Vrykolakas that fix starving children’s shoes are not the same as vrykolakas that try to lure travelers off paths and eat their flesh, or ones that come back from the dead to drag all their family to the grave with them, or ones that have no purpose other than to pester their brother for as long as they can. ”

“That’s the kind Eleni would be,” Thomas says brightly, failing to pick up on his sister’s intensity. Or simply choosing to ignore it.

I nod, trying to look like I don’t really believe any of this, like I’m just collecting stories.

If I’m being honest, I don’t know how much of it I do believe, but that light in the lost town plus the timing of the earthquake and when Diavola appeared in my life can’t be coincidence.

Something happened ten years ago that freed her to spread her death and destruction elsewhere.

Inge looked into the years before Diavola killed my father, but we never found deaths that met the criteria.

“Tomorrow, if you’d like, I can take you to the petrified forest,” Thomas offers.

“That’s very kind. But I’ve gotten the best stories here already, I think.” I smile at Petra. “If there’s a donkey someone can spare, I’ll buy it and head on toward Molyvos, collecting more tales as I go.”

Thomas looks disappointed. I don’t know if it’s because he hoped to spend more time with me—I haven’t gotten a flirtatious sense from him, though both he and Eleni are my type, were I capable of pursuing anyone right now—or because he hoped for an excuse to visit his rocks.

But he quickly moves on. “A neighbor has an old donkey I think he’ll be happy to sell you for a fair price.

Here, I can show you the best route to take to Molyvos.

” He uses the table and builds landmarks, villages, and cities out of various food items, plotting out a path between them.

I’m sure it’s a good map, but I know exactly where I’m going now.

Eleni’s eyes are heavy on me for the rest of the evening until I excuse myself and go to bed. I couldn’t outlast Petra, who left to go drink with her daughter and the other women as soon as I said I was tired.

There are three bedrooms, and they’ve graciously given me one. It’s strange to be in a house that takes up so much land instead of building upward like in Amsterdam. Sleeping on the ground floor always feels wrong to me. I’ve scarcely changed into a nightdress before Eleni appears in the doorway.

“I looked in your bag,” she says. “While you were asleep on the cart.”

I’m not sure how to respond to that, so I keep my gaze level on hers.

“She isn’t what you think.”

A shiver goes down my spine. “Who isn’t what I think?”

Eleni holds out her hand.
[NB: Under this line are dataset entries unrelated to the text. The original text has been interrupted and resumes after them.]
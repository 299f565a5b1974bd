//! Query Validator
//!
//! Read-only gate applied to every candidate statement before it reaches the
//! database. Checks run in a fixed order and the first failing one decides the
//! rejection reason:
//! 1. The statement must begin with `SELECT`. When it begins with a
//!    denylisted keyword instead, that keyword is reported
//! 2. No denylisted keyword may appear as a whole word after it
//! 3. No `--` or `/*` comment markers
//! 4. No `;` followed by further content
//!
//! This is a structural gate, not a SQL parser. Keywords inside string
//! literals are matched like any other text.

use crate::domain::query::{RejectReason, Verdict};

pub const DENIED_KEYWORDS: &[&str] = &[
    "INSERT", "UPDATE", "DELETE", "DROP", "ALTER", "ATTACH", "PRAGMA",
];

#[derive(Debug, Clone)]
pub struct QueryValidator {
    denied_keywords: Vec<String>,
}

impl Default for QueryValidator {
    fn default() -> Self {
        Self {
            denied_keywords: DENIED_KEYWORDS.iter().map(|k| k.to_string()).collect(),
        }
    }
}

impl QueryValidator {
    pub fn new() -> Self {
        Self::default()
    }

    pub fn validate(&self, sql: &str) -> Verdict {
        let body = strip_leading_comments(sql);

        let Some(after_select) = strip_select(body) else {
            let leading = words(body).next().unwrap_or("");
            return match self.denied(leading) {
                Some(keyword) => Verdict::Reject(RejectReason::DisallowedKeyword(keyword)),
                None => Verdict::Reject(RejectReason::NonReadOnly),
            };
        };

        if let Some(keyword) = self.find_denied_keyword(after_select) {
            return Verdict::Reject(RejectReason::DisallowedKeyword(keyword));
        }

        if sql.contains("--") || sql.contains("/*") {
            return Verdict::Reject(RejectReason::CommentNotAllowed);
        }

        if has_trailing_statement(sql) {
            return Verdict::Reject(RejectReason::MultipleStatements);
        }

        Verdict::Accept
    }

    fn find_denied_keyword(&self, text: &str) -> Option<String> {
        words(text).find_map(|word| self.denied(word))
    }

    fn denied(&self, word: &str) -> Option<String> {
        self.denied_keywords
            .iter()
            .find(|keyword| keyword.eq_ignore_ascii_case(word))
            .cloned()
    }
}

/// Whitespace, `-- line` and `/* block */` comments ahead of the first token.
fn strip_leading_comments(sql: &str) -> &str {
    let mut rest = sql.trim_start();
    loop {
        if let Some(after) = rest.strip_prefix("--") {
            rest = match after.find('\n') {
                Some(end) => after[end + 1..].trim_start(),
                None => "",
            };
        } else if let Some(after) = rest.strip_prefix("/*") {
            rest = match after.find("*/") {
                Some(end) => after[end + 2..].trim_start(),
                None => "",
            };
        } else {
            return rest;
        }
    }
}

/// Returns the text after a leading `SELECT` word, if there is one.
fn strip_select(body: &str) -> Option<&str> {
    let head = body.get(..6)?;
    if !head.eq_ignore_ascii_case("SELECT") {
        return None;
    }
    let rest = &body[6..];
    match rest.chars().next() {
        Some(c) if is_word_char(c) => None,
        _ => Some(rest),
    }
}

fn has_trailing_statement(sql: &str) -> bool {
    sql.match_indices(';').any(|(idx, _)| {
        !sql[idx + 1..]
            .trim_start_matches(|c: char| c == ';' || c.is_whitespace())
            .is_empty()
    })
}

/// `_` counts as part of a word so identifiers like `updated_at` stay whole.
fn is_word_char(c: char) -> bool {
    c.is_alphanumeric() || c == '_'
}

fn words(text: &str) -> impl Iterator<Item = &str> {
    text.split(|c: char| !is_word_char(c))
        .filter(|word| !word.is_empty())
}

#[cfg(test)]
mod tests {
    use super::*;

    fn validate(sql: &str) -> Verdict {
        QueryValidator::new().validate(sql)
    }

    fn rejected(sql: &str) -> RejectReason {
        match validate(sql) {
            Verdict::Reject(reason) => reason,
            Verdict::Accept => panic!("expected rejection for {sql:?}"),
        }
    }

    #[test]
    fn test_accepts_plain_select() {
        assert!(validate("SELECT COUNT(*) FROM data").is_accept());
        assert!(validate("  select city, count(*) from data group by city").is_accept());
        assert!(validate("SELECT * FROM data LIMIT 5;").is_accept());
        assert!(validate("SELECT * FROM data;  \n ").is_accept());
    }

    #[test]
    fn test_rejects_every_non_select_start() {
        for sql in [
            "DROP TABLE data",
            "insert into data values (1)",
            "WITH t AS (SELECT 1) SELECT * FROM t",
            "PRAGMA table_info(data)",
            "CREATE TABLE x (a)",
            "EXPLAIN SELECT 1",
            "VALUES (1)",
            "SELECTED FROM data",
            "",
        ] {
            assert!(!validate(sql).is_accept(), "{sql}");
        }
    }

    #[test]
    fn test_non_select_start_reason() {
        assert_eq!(
            rejected("DROP TABLE data"),
            RejectReason::DisallowedKeyword("DROP".to_string())
        );
        assert_eq!(
            rejected("  update data SET a = 1"),
            RejectReason::DisallowedKeyword("UPDATE".to_string())
        );
        for sql in [
            "WITH t AS (SELECT 1) SELECT * FROM t",
            "CREATE TABLE x (a)",
            "EXPLAIN SELECT 1",
            "VALUES (1)",
            "SELECTED FROM data",
            "",
        ] {
            assert_eq!(rejected(sql), RejectReason::NonReadOnly, "{sql}");
        }
    }

    #[test]
    fn test_leading_comment_is_skipped_for_start_check_but_rejected() {
        assert_eq!(
            rejected("-- list rows\nSELECT * FROM data"),
            RejectReason::CommentNotAllowed
        );
        assert_eq!(
            rejected("/* hi */ SELECT 1"),
            RejectReason::CommentNotAllowed
        );
        assert_eq!(
            rejected("/* hi */ VACUUM"),
            RejectReason::NonReadOnly
        );
    }

    #[test]
    fn test_denied_keyword_after_select() {
        assert_eq!(
            rejected("SELECT * FROM data; DROP TABLE data"),
            RejectReason::DisallowedKeyword("DROP".to_string())
        );
        assert_eq!(
            rejected("select attach from data"),
            RejectReason::DisallowedKeyword("ATTACH".to_string())
        );
    }

    #[test]
    fn test_identifiers_containing_keywords_are_allowed() {
        assert!(validate("SELECT updated_at, created_at FROM data").is_accept());
        assert!(validate("SELECT dropped, deleted_flag FROM inserts").is_accept());
        assert!(validate("SELECT \"last_update\" FROM data").is_accept());
    }

    #[test]
    fn test_comment_markers() {
        assert_eq!(
            rejected("SELECT * FROM data -- trailing"),
            RejectReason::CommentNotAllowed
        );
        assert_eq!(
            rejected("SELECT * /* x */ FROM data"),
            RejectReason::CommentNotAllowed
        );
    }

    #[test]
    fn test_multiple_statements() {
        assert_eq!(
            rejected("SELECT 1; SELECT 2"),
            RejectReason::MultipleStatements
        );
        assert_eq!(
            rejected("SELECT 1;;x"),
            RejectReason::MultipleStatements
        );
        assert!(validate("SELECT 1;;").is_accept());
    }

    #[test]
    fn test_rule_order_first_match_wins() {
        // both a denied keyword and a second statement: keyword rule comes first
        assert!(matches!(
            rejected("SELECT 1; DELETE FROM data"),
            RejectReason::DisallowedKeyword(_)
        ));
        // comment and second statement: comment rule comes first
        assert_eq!(
            rejected("SELECT 1; SELECT 2 -- x"),
            RejectReason::CommentNotAllowed
        );
    }
}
She’s holding an envelope. A cream-colored envelope that I know the exact weight and feel of. “This is for you,” she says.

“When did you get that?” I whisper.

“I don’t know,” Eleni answers with a shrug, unbothered by the hole in her memory. She enters the room and sets the envelope on top of my bag, then sits on the bed next to me.

“You don’t know what she is,” I say.

Eleni scoffs. “I know better than you. What exactly do you think you can do up there?”

“Find her grave and burn her body. And if her body isn’t there, I’ll consecrate the ground so she can never return for rest.” My father left me all the instructions, whether he meant to or not.

Eleni is insistent. “No one in this village has ever been bothered by anything out of the ordinary. No one has died an unnatural death. No one has murdered or been murdered. No one has disappeared without explanation. The dead sleep peacefully, and we get to live our quiet lives of small joys and beautiful monotonies. Why do you think that is, given how close we are to whatever evil took the lost town? Why do you think all our stories begin with not this village?”

“Because you’re lucky.”

“No,” Eleni snaps. “Because someone has protected us.”

“No one protected the people I loved from her.” I stand and take my bag.

I won’t sleep tonight. There’s too much work to be done, and I don’t trust the people here to stay out of my way.

I’m done letting Diavola whisper in my ear.

The letter falls to the floor and I leave it there as I walk out of the house and into the night.